5

205 17 0
                                    

Pak Galang masuk ke dalam kelas dengan wajahnya yang datar, sama seperti kemarin. Hari dimana dia pertama kali berada di kelas ini. Setelah mendengar semuanya dari Silvi, aku memutuskan untuk pindah tempat duduk di bagian pojok kanan paling belakang, yang untungnya bangku itu sedang kosong. Pak Galang hanya mengajarkan beberapa teori dan juga bab yang sudah sempat diberikan oleh Bu Ida. Dia hanya mengulangnya, dengan cara yang berbeda, dan yang pasti jauh lebih mudah untuk dipahami.

Tapi, aku sama sekali tidak fokus kepada pelajarannya kali ini, aku hanya mencoret-coret buku di hadapanku dengan tanpa minat, setidaknya agar aku terlihat sedang menulis saja kali ini. Aku terus menunduk dan mengintip sekilas dari balik bulu mataku. Pak Galang yang fokus menuliskan semuanya di papan tulis putih itu.
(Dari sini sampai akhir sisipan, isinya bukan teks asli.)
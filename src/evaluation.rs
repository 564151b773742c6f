use std::panic::{catch_unwind, resume_unwind, AssertUnwindSafe};

use crate::disposer::flush_disposer;
use crate::owner::{run_with, Owner};
use crate::tracking::{get_atoms, track, untrack_reaction};

/// Recomputes under `owner` with a fresh subscription set.
///
/// The reaction's current atoms are dropped and its scope flushed before
/// `func` runs, so only what `func` reads this time is tracked. If `func`
/// panics, the scope is flushed again, the previous atoms are tracked again
/// and the panic continues into the caller.
pub fn run_update<R>(owner: Owner, func: impl FnOnce() -> R) -> R {
	let previous = owner.reaction.map(|reaction| (reaction, get_atoms(reaction)));

	if let Some(reaction) = owner.reaction {
		untrack_reaction(reaction);
	}
	if let Some(disposer) = owner.disposer {
		flush_disposer(disposer);
	}

	match catch_unwind(AssertUnwindSafe(|| run_with(owner, func))) {
		Ok(value) => value,
		Err(payload) => {
			if let Some(disposer) = owner.disposer {
				flush_disposer(disposer);
			}

			if let Some((reaction, atoms)) = previous {
				tracing::debug!(?reaction, "recompute panicked, restoring subscriptions");
				for atom in atoms {
					track(atom, reaction);
				}
			}

			resume_unwind(payload)
		}
	}
}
Aku mengamatinya dengan sangat saksama. Warna kulitnya yang coklat manis, lingkaran matanya yang tidak begitu terlihat, matanya yang begitu gelap dan selalu mengintimidasi. Aku menyukainya. Segala hal yang ada pada diri Pak Galang dan juga apapun yang ada pada kehidupannya, aku menyukainya, sangat.

Namun, tiba-tiba saja, tatapan Pak Galang mengarah kepadaku. Aku menundukkan kepalaku semakin dalam, ku biarkan beberapa helai rambutku yang tidak ikut ke dalam kepangan menutupi bagian sudut mataku. Meskipun begitu, aku yakin, dalam waktu beberapa detik tadi, aku melihat bahwa tatapan Pak Galang tidak lagi tajam dan begitu mengintimidasi. Tatapannya terlihat sendu, gelisah dan juga lelah.

Aku menghela napasku perlahan. Mencoba fokus ke pelajaran yang diberikan oleh Pak Galang, dan mulai mencatat apapun yang ada di papan tulis dengan cepat dan juga rapi. Setidaknya, aku tidak ingin berpapasan pandang dengan Pak Galang. Aku, merasa lemah saat melihat kedua matanya yang bersinar lain. Menggambarkan apa yang sangat jelas bisa aku baca dengan cepat. Aku tidak ingin sesuatu itu, malah membuatku terburu-buru dalam memutuskan sesuatu. Seperti saat aku memutuskan dan juga mulai menyadari kalau aku mulai menyukai Pak Galang.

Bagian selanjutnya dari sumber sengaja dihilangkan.